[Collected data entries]
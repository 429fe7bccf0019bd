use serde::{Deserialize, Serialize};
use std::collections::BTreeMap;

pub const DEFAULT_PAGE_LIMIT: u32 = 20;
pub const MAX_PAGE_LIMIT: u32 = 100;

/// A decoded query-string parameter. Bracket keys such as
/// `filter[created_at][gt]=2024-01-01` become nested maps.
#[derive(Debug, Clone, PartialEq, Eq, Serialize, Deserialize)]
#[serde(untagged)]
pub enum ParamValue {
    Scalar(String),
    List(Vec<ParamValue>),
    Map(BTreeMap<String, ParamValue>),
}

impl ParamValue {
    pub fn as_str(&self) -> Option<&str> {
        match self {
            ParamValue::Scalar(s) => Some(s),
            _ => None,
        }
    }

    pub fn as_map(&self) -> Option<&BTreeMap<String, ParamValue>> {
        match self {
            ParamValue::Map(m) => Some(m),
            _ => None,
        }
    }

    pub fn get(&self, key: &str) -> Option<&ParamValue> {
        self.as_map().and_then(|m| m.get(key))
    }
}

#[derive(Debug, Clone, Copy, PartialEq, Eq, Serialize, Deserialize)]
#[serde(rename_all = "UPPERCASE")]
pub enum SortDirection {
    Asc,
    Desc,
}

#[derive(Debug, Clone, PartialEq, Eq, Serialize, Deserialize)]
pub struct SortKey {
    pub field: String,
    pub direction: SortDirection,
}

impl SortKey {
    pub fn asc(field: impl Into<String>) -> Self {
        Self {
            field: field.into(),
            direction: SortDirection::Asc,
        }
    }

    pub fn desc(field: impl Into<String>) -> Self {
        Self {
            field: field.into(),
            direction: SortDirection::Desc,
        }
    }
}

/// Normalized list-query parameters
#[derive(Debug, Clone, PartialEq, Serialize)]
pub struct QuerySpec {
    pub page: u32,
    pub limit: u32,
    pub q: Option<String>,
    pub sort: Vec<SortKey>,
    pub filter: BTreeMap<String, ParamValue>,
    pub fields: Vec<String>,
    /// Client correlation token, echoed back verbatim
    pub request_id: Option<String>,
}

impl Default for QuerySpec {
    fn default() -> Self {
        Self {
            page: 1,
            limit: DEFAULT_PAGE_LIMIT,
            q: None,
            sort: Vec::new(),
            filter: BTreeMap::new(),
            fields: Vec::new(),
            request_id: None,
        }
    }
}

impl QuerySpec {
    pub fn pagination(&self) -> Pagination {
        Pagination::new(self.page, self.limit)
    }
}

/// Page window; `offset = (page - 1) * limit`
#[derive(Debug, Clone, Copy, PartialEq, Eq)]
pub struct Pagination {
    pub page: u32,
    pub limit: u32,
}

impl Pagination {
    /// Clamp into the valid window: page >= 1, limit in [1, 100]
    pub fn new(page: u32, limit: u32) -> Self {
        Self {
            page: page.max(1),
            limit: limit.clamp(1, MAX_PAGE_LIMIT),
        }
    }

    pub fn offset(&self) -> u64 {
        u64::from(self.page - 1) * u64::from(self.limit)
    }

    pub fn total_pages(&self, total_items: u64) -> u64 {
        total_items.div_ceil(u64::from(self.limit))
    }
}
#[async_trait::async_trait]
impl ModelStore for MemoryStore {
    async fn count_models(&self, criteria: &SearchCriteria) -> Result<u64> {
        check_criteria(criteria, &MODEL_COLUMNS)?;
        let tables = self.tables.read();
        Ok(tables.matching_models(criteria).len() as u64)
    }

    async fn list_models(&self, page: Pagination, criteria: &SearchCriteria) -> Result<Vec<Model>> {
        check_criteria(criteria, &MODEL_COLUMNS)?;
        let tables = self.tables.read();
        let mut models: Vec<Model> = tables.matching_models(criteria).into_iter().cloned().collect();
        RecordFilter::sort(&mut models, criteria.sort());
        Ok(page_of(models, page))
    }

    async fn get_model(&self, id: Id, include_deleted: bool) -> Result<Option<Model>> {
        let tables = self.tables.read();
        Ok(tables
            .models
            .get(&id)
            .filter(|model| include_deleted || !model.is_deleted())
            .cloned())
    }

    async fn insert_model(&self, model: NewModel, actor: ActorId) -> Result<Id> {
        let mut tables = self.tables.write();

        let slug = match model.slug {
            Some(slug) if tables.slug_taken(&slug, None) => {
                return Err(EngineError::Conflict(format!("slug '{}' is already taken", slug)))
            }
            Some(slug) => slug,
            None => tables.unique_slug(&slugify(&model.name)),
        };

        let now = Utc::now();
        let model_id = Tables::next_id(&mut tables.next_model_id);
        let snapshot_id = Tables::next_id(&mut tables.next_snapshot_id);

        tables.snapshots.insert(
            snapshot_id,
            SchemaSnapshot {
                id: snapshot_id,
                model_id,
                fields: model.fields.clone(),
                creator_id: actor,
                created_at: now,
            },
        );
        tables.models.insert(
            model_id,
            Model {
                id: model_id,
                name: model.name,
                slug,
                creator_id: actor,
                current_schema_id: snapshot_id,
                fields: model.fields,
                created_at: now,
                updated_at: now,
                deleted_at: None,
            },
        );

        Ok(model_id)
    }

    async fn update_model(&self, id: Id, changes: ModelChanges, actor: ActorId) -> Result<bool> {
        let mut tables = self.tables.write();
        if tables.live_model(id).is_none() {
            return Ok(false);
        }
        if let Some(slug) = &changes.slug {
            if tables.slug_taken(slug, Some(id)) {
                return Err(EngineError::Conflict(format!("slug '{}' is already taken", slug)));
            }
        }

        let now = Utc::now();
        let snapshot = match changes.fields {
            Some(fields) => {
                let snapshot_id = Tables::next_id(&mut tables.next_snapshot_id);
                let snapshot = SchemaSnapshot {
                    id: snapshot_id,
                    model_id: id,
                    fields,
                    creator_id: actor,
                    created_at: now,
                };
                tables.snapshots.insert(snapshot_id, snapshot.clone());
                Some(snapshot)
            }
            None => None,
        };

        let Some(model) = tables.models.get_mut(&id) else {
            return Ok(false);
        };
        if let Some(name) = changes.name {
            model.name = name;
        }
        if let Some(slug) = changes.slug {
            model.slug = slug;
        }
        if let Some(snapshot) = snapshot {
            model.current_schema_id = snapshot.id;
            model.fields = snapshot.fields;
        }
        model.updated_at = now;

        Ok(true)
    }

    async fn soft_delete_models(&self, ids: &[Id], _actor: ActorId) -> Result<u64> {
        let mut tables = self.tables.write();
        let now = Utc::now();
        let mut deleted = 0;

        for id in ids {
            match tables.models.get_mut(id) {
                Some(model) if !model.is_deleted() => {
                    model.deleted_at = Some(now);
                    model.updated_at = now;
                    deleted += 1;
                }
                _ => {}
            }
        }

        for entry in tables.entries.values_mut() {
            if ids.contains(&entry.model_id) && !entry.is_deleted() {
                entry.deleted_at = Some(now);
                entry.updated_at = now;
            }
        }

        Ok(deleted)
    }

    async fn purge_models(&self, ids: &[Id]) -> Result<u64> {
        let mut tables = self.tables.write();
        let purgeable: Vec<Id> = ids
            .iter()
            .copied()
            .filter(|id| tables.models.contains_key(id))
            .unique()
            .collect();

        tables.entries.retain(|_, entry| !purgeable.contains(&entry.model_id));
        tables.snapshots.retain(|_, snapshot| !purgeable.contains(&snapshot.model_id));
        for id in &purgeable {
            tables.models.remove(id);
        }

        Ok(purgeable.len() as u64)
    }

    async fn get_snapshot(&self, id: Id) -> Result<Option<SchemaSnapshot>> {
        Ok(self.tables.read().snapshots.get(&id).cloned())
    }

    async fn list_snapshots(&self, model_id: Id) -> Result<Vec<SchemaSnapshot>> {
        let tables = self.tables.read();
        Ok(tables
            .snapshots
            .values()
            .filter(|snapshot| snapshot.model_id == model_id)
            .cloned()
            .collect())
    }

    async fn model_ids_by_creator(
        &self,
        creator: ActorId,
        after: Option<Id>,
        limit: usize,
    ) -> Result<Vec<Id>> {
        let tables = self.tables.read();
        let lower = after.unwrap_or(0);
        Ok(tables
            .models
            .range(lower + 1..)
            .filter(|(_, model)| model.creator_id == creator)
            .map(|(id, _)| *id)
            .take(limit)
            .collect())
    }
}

Work instruction
What lines of the data contain the string "SearchCriteria"? List them.

Exercise answer
    async fn count_models(&self, criteria: &SearchCriteria) -> Result<u64> {
    async fn list_models(&self, page: Pagination, criteria: &SearchCriteria) -> Result<Vec<Model>> {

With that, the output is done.